Saint Ambrose

Saint Ambrose
Photo: Journey Worker Productions, CC SA 3.0 (C)

Tuesday, 27 January 2015

On funding of community gardens and their being a "Biosecurity risk"

On funding of community gardens and their being a "Biosecurity risk"


The view of Ausveg, the peak body for the vegetable industry in Australia, that community gardens are a risk of spreading infestations of either pests or diseases to commercial crops which need to comply with strict adherence to quality assurance guidelines at least for export. Likewise farmers' markets have a food safety issue, because of insufficient identity checking of vendors at those markets, and that these dodgy vendors might sell poor food. (Ive reconstructed the argument here; I think this is their claim. The text is "We've seen a litany of examples where people have passed themselves off as other growers," he said").

The press release:
http://ausveg.com.au/media-release/risky-project-funding-cut-gets-vegetable-industry-support

Tony Abbott has killed funding for community gardens - the feds have saved $1.5 million that was going to the Community Food Grants program, created by the former Labor government under the National Food Plan, and AUsveg supports the cessation of funding. I don't have strong views to express about the political judgement of supporting community gardens with an amount of cash this small, except to say that it is trivial compared to the millions going to public sporting grounds and various sporting leagues, and various other forms of wasted expenditure.

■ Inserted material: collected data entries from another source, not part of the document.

//! Turning fitted holes into a persisted experiment.

use serde::{Deserialize, Serialize};

use seekscan_core::errors::{ErrorInfo, SeekError};
use seekscan_core::{Experiment, ExperimentStore, Hole, ImageHeader, OffsetGrid, Point2D};
use seekscan_geom::{fit_circle, make_grid, tile_offsets, CircleFit, GridSummary};

use crate::config::{GridPlan, PlanConfig};

/// Spread of the fitted radii, reported when an experiment is prepared.
#[derive(Debug, Clone, Copy, PartialEq, Serialize, Deserialize)]
pub struct RadiusStats {
    /// Mean radius; the grid is sized to this value.
    pub mean: f64,
    /// Population standard deviation.
    pub std: f64,
}

impl RadiusStats {
    /// Computes the statistics, `None` for an empty slice.
    pub fn from_radii(radii: &[f64]) -> Option<Self> {
        if radii.is_empty() {
            return None;
        }
        let n = radii.len() as f64;
        let mean = radii.iter().sum::<f64>() / n;
        let variance = radii.iter().map(|r| (r - mean).powi(2)).sum::<f64>() / n;
        Some(Self {
            mean,
            std: variance.sqrt(),
        })
    }

    /// Standard deviation relative to the mean.
    pub fn relative(&self) -> f64 {
        if self.mean == 0.0 {
            0.0
        } else {
            self.std / self.mean
        }
    }
}

/// Experiment assembled by [`prepare_experiment`] with its diagnostics.
#[derive(Debug, Clone, PartialEq)]
pub struct PreparedExperiment {
    /// Record ready to persist.
    pub experiment: Experiment,
    /// Radius statistics across the fitted holes.
    pub radius_stats: RadiusStats,
    /// Grid summary when the grid came from tiles.
    pub grid_summary: Option<GridSummary>,
}

/// Fits one circle per group of observation headers.
///
/// Each group holds [`PlanConfig::group_size`] headers; the stage positions
/// of every header except the configured reference index form the rim
/// triangle.
pub fn fit_holes_from_headers(
    headers: &[ImageHeader],
    config: &PlanConfig,
) -> Result<Vec<CircleFit>, SeekError> {
    config.validate()?;
    let group_size = config.group_size();
    if headers.len() % group_size != 0 {
        return Err(SeekError::Config(
            ErrorInfo::new("plan-group-size", "observations do not split into whole groups")
                .with_context("observations", headers.len().to_string())
                .with_context("group_size", group_size.to_string()),
        ));
    }
    let mut fits = Vec::with_capacity(headers.len() / group_size);
    for (group_idx, group) in headers.chunks(group_size).enumerate() {
        let rim: Vec<Point2D> = group
            .iter()
            .enumerate()
            .filter(|(idx, _)| Some(*idx) != config.reference_index)
            .map(|(_, header)| header.stage_position)
            .collect();
        let triangle = [rim[0], rim[1], rim[2]];
        let fit = fit_circle(triangle).map_err(|err| match err {
            SeekError::Geometry(info) => {
                SeekError::Geometry(info.with_context("group", group_idx.to_string()))
            }
            other => other,
        })?;
        tracing::info!(group = group_idx, center = %fit.center, radius = fit.radius, "fitted hole");
        fits.push(fit);
    }
    Ok(fits)
}

/// Builds the grid shared by every hole for the given mean radius.
pub fn build_offset_grid(
    plan: &GridPlan,
    radius: f64,
) -> Result<(OffsetGrid, Option<GridSummary>), SeekError> {
    match plan {
        GridPlan::Lattice {
            nx,
            ny,
            borderwidth,
        } => Ok((
            make_grid(*nx, ny.unwrap_or(*nx), radius, *borderwidth),
            None,
        )),
        GridPlan::Tiled(spec) => {
            let (grid, summary) = tile_offsets(spec, radius)?;
            Ok((grid, Some(summary)))
        }
    }
}

/// Assembles an experiment from fitted holes: mean radius, one shared grid.
pub fn prepare_experiment(
    fits: &[CircleFit],
    config: &PlanConfig,
) -> Result<PreparedExperiment, SeekError> {
    config.validate()?;
    let radii: Vec<f64> = fits.iter().map(|fit| fit.radius).collect();
    let Some(radius_stats) = RadiusStats::from_radii(&radii) else {
        return Err(SeekError::config(
            "plan-no-holes",
            "at least one hole is required to prepare an experiment",
        ));
    };
    tracing::info!(
        mean = radius_stats.mean,
        std = radius_stats.std,
        relative = radius_stats.relative(),
        "average hole radius"
    );

    let (offset_grid, grid_summary) = build_offset_grid(&config.grid, radius_stats.mean)?;
    let holes = fits
        .iter()
        .map(|fit| Hole {
            center: fit.center,
            radius: radius_stats.mean,
        })
        .collect();
    let mut experiment = Experiment::new(holes, offset_grid, radius_stats.mean);
    experiment.stamp()?;
    Ok(PreparedExperiment {
        experiment,
        radius_stats,
        grid_summary,
    })
}

/// Prepares and persists an experiment in one step.
pub fn prepare_and_store(
    fits: &[CircleFit],
    config: &PlanConfig,
    store: &dyn ExperimentStore,
) -> Result<PreparedExperiment, SeekError> {
    let prepared = prepare_experiment(fits, config)?;
    store.save_experiment(&prepared.experiment)?;
    tracing::info!(
        holes = prepared.experiment.holes.len(),
        offsets = prepared.experiment.offset_grid.len(),
        "experiment written"
    );
    Ok(prepared)
}
use std::error::Error;
use std::path::{Path, PathBuf};

use clap::Args;
use serde::Serialize;

use seekscan_core::ExperimentStore;
use seekscan_exec::ScanConfig;
use seekscan_plan::JsonStore;

use super::{
    load_calibration, render_json, resolve_scan_config_path, BEAMSHIFT_CALIBRATION_FILE,
    STAGE_CALIBRATION_FILE,
};

#[derive(Args, Debug)]
pub struct StatusArgs {
    /// Working directory to inspect.
    #[arg(long, default_value = ".")]
    pub dir: PathBuf,
    /// Scan parameters to validate (defaults to `scan.yaml` in the directory).
    #[arg(long)]
    pub config: Option<PathBuf>,
    /// Fail when any check is not ok.
    #[arg(long)]
    pub strict: bool,
}

#[derive(Debug, Serialize)]
struct StatusCheck {
    name: String,
    ok: bool,
    detail: String,
}

#[derive(Debug, Serialize)]
struct StatusReport {
    status: String,
    checks: Vec<StatusCheck>,
}

fn check<T>(name: &str, result: Result<T, impl ToString>, detail: impl Fn(&T) -> String) -> StatusCheck {
    match result {
        Ok(value) => StatusCheck {
            name: name.to_string(),
            ok: true,
            detail: detail(&value),
        },
        Err(err) => StatusCheck {
            name: name.to_string(),
            ok: false,
            detail: err.to_string(),
        },
    }
}

fn diagnose(dir: &Path, config: Option<&PathBuf>) -> StatusReport {
    let store = JsonStore::new(dir);
    let mut checks = vec![
        check(
            "stage calibration",
            load_calibration(&dir.join(STAGE_CALIBRATION_FILE)),
            |_| STAGE_CALIBRATION_FILE.to_string(),
        ),
        check(
            "beamshift calibration",
            load_calibration(&dir.join(BEAMSHIFT_CALIBRATION_FILE)),
            |_| BEAMSHIFT_CALIBRATION_FILE.to_string(),
        ),
        check("hole positions", store.load_hole_positions(), |positions| {
            format!("{} mapped holes", positions.len())
        }),
        check("experiment", store.load_experiment(), |experiment| {
            format!(
                "{} holes, {} offsets, radius {:.3}",
                experiment.holes.len(),
                experiment.offset_grid.len(),
                experiment.radius
            )
        }),
    ];
    let params = match resolve_scan_config_path(config, dir) {
        Some(path) => ScanConfig::from_yaml_path(&path),
        None => Ok(ScanConfig::default()),
    };
    checks.push(check(
        "scan parameters",
        params.and_then(|params| params.validate().map(|_| params)),
        |params| {
            format!(
                "imaging bin {} exp {}, diffraction bin {} exp {}",
                params.image_binning, params.image_exposure, params.diff_binning, params.diff_exposure
            )
        },
    ));
    let ready = checks.iter().all(|check| check.ok);
    StatusReport {
        status: if ready { "ok" } else { "incomplete" }.to_string(),
        checks,
    }
}

pub fn run(args: &StatusArgs) -> Result<(), Box<dyn Error>> {
    let report = diagnose(&args.dir, args.config.as_ref());
    for check in &report.checks {
        let mark = if check.ok { "ok" } else { "--" };
        println!("[{mark}] {}: {}", check.name, check.detail);
    }
    println!("{}", render_json(&report)?);
    if args.strict && report.status != "ok" {
        return Err("one or more checks failed".into());
    }
    Ok(())
}
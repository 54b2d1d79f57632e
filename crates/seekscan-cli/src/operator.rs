//! Operators reading answers from the terminal or answering on their own.

use std::io::{self, BufRead, Write};

use seekscan_core::errors::{ErrorInfo, SeekError};
use seekscan_core::Operator;

/// Prompts on stdout and reads one line from stdin per question.
#[derive(Debug, Default)]
pub struct StdinOperator;

impl Operator for StdinOperator {
    fn prompt(&mut self, message: &str) -> Result<String, SeekError> {
        let mut stdout = io::stdout();
        write!(stdout, "{message}")
            .and_then(|_| stdout.flush())
            .map_err(|err| SeekError::persistence("stdout-write", err, "<stdout>"))?;
        let mut line = String::new();
        let read = io::stdin()
            .lock()
            .read_line(&mut line)
            .map_err(|err| SeekError::persistence("stdin-read", err, "<stdin>"))?;
        if read == 0 {
            return Err(SeekError::Abort(ErrorInfo::new(
                "stdin-closed",
                "input closed while waiting for the operator",
            )));
        }
        Ok(line.trim_end_matches(['\r', '\n']).to_string())
    }
}

/// Answers every prompt with a fixed reply.
#[derive(Debug, Clone)]
pub struct FixedOperator {
    reply: String,
}

impl FixedOperator {
    /// Operator that always answers `reply`.
    pub fn new(reply: impl Into<String>) -> Self {
        Self {
            reply: reply.into(),
        }
    }
}

impl Operator for FixedOperator {
    fn prompt(&mut self, message: &str) -> Result<String, SeekError> {
        tracing::debug!(prompt = message.trim(), reply = %self.reply, "unattended answer");
        Ok(self.reply.clone())
    }
}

My interest is rather in this claim that community gardens pose a "biosecurity risk" to commercial agriculture, especially export agriculture. Some comments by celeb gardener Costa here:
http://www.abc.net.au/news/2014-02-28/costa-says-community-gardens-no-threat/5289184

He's rejecting the contentions of Ausveg on "biosecurity risk", but no actual refutations of particular claims. He makes the important wider claim that community gardens generate a sense of community. He could have added they are good for communal health, and take the pressure off the industrial food system, and encourage some degree of resilience among the gardeners. He could have said that the term "Biosecurity risk" is a vague, stupid and manipulative phrase, tagging along credibility from the war on terror, and either too vague to be useful in this context or just plain wrong. (It might be a commercial agriculture risk, but it isn't obviously a biosecurity risk, except in the very loose sense that the risk of death of a (monoculture, non-threatened, commercially grown, globalised) plant is involved. There is no suggestion that death to humans or animals is involved either).

Neither side has offered much evidence and science for their claims in either direction. Costa has offered none, but merely asserted a negation; Ausveg has offered some conjectural assertions based on what might possibly occur as a result of neglected or run-down gardens. Neither has discusses location and transmission issues - how do the bugs/gribblies/germs/fungi etc get from Concrete City to FarmerLand, and how distances affect transmission probabilities. Neither has dealt with the appeal to consistency on whether a kitchen garden in a rural area comes under the same strictures, because it would seem to have the same possibility of neglect (possibly a stronger possibility, given rural population aging, and single-gardener maintenance issues).
 
So is there any science behind the Ausveg claim?

In the wider context, is this a case of the Australian commercial sector wanting to be maximally lazy and not actually deal with crop resilience issues (except to dump more chemicals on things, plant more marginal land, drain more aquifers, demand more handouts - in short, to keep doing industrial farming the good old way, but with more tech and scale,  etc etc)?